* [TASK]: Find and return every line of the data that contains the word "content".

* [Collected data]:
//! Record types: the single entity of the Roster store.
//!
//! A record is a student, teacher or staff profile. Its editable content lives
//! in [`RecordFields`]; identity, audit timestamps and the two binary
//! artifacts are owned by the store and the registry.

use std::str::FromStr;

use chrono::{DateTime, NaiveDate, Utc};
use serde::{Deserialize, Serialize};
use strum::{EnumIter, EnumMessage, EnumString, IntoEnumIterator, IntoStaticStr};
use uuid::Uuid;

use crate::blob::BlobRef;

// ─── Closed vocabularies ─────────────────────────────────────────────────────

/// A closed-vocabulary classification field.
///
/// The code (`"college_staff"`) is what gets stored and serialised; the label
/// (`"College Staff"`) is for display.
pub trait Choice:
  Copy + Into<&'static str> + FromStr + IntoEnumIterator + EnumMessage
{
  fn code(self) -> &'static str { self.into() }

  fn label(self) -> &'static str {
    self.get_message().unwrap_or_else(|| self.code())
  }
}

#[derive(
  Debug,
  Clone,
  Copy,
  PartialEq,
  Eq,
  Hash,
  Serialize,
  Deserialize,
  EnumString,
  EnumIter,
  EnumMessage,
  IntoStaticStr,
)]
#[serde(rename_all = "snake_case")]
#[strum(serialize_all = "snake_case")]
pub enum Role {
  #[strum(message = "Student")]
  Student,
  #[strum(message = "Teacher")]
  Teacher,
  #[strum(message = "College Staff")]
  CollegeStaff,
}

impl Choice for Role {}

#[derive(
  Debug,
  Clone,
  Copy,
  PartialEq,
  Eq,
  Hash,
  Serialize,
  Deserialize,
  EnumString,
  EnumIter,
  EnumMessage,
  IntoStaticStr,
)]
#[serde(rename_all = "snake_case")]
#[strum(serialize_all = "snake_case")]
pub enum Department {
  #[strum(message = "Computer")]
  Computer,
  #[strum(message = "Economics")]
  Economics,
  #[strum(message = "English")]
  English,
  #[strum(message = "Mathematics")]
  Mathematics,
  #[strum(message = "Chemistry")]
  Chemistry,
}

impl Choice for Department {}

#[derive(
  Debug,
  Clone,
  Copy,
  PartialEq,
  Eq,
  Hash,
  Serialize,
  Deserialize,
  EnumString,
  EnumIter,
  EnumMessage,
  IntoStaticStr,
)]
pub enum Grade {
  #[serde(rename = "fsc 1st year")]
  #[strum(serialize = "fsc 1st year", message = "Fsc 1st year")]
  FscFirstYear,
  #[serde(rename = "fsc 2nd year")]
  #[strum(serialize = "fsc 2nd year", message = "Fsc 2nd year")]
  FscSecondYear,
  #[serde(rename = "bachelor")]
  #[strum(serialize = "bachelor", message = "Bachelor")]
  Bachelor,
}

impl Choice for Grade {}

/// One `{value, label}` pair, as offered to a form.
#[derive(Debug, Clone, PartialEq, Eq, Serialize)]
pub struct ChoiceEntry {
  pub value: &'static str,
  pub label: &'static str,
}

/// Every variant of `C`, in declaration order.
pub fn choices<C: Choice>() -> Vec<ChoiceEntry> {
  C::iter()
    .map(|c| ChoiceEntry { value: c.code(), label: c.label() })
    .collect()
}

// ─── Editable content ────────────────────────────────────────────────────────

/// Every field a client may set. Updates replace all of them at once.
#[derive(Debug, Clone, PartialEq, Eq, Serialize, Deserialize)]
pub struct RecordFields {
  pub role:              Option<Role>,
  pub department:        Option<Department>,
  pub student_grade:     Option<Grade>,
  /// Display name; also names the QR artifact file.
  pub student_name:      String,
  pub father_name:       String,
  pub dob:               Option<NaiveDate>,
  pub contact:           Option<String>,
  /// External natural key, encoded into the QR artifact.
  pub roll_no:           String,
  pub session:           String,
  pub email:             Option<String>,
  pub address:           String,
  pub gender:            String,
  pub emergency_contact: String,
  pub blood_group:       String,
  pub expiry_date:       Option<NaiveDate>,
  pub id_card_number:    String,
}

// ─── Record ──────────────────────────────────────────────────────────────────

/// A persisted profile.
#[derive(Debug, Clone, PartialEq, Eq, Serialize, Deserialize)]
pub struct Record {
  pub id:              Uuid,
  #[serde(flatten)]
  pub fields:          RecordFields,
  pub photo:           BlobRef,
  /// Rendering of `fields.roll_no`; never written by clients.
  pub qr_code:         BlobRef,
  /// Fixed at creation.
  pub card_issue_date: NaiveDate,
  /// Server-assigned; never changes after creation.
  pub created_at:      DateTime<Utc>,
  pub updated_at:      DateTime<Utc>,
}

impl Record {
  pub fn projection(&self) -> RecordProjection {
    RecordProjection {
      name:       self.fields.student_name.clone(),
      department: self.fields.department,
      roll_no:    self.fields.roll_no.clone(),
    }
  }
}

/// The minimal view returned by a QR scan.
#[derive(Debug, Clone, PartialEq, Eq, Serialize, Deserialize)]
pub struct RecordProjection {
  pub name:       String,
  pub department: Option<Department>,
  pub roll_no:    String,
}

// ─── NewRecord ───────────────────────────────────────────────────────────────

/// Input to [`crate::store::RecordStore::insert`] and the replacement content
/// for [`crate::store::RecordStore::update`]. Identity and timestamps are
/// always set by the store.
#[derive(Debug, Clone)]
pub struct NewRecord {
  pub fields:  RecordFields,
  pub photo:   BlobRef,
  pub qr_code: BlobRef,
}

==

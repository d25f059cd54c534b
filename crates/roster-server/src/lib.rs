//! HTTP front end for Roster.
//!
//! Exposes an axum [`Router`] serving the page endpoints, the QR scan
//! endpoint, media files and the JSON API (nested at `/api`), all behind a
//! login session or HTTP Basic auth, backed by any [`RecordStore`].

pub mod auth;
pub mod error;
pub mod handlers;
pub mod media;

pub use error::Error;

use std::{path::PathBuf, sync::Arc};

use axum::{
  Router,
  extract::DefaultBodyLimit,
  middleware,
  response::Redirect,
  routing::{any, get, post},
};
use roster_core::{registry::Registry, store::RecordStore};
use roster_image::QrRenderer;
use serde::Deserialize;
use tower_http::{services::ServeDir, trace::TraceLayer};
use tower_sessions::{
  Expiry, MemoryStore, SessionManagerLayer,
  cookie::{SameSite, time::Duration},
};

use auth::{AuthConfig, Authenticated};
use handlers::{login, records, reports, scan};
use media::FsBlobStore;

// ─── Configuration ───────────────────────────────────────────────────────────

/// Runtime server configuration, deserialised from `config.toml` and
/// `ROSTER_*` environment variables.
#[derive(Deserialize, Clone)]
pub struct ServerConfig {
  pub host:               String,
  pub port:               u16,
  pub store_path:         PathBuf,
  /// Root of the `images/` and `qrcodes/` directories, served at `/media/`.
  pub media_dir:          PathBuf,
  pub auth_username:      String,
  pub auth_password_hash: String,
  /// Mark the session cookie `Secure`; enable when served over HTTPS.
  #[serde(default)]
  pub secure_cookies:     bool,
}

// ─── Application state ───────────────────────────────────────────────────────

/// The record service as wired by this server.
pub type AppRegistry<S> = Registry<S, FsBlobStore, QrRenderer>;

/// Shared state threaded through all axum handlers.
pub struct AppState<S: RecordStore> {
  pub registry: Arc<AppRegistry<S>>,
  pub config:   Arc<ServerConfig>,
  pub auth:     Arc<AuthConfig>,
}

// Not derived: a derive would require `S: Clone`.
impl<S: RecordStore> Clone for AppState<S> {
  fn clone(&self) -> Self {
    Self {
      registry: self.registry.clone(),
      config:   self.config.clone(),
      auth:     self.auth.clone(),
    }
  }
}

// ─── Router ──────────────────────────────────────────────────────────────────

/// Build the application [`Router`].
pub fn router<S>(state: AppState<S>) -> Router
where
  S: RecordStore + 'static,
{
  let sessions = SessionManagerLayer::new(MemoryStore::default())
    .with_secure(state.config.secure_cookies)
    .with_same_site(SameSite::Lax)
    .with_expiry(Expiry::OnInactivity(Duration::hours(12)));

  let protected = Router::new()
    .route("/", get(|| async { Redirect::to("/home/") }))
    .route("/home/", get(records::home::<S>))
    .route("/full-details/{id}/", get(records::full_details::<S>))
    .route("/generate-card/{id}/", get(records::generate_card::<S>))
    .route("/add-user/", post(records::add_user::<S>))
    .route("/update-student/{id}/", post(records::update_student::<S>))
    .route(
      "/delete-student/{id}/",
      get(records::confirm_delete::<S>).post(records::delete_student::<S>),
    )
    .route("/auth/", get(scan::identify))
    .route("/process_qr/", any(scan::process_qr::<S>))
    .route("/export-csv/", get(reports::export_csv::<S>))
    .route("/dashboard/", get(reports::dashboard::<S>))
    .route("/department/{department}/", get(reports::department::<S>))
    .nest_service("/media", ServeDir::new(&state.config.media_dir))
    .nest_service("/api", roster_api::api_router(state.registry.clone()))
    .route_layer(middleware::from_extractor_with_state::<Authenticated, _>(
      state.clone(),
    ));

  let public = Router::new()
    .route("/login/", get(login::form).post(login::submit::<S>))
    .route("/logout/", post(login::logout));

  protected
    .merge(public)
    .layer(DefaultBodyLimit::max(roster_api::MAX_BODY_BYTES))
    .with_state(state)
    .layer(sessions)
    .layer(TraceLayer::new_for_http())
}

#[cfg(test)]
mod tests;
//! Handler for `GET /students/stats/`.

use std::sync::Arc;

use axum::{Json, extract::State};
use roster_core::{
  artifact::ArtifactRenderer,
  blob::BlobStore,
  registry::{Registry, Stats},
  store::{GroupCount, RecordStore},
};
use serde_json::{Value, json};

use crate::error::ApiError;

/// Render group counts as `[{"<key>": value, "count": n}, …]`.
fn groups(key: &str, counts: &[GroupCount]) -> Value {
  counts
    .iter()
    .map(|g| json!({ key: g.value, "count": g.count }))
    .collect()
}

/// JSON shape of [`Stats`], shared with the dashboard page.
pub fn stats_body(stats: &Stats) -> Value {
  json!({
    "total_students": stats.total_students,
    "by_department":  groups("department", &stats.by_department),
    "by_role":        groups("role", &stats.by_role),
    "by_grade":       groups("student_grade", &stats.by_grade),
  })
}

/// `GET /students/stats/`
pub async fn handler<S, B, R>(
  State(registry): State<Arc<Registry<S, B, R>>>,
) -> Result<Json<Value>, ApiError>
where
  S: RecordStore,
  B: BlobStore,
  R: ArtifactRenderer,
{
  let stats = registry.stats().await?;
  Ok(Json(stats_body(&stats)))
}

---

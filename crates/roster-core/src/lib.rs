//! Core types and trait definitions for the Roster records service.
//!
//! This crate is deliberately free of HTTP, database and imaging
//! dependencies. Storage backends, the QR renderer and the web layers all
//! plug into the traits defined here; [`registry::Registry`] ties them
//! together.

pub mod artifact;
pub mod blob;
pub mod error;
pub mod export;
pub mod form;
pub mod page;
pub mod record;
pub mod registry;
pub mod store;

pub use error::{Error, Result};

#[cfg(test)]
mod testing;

* [RESULT]:
//! A record is a student, teacher or staff profile. Its editable content lives
// ─── Editable content ────────────────────────────────────────────────────────
/// Input to [`crate::store::RecordStore::insert`] and the replacement content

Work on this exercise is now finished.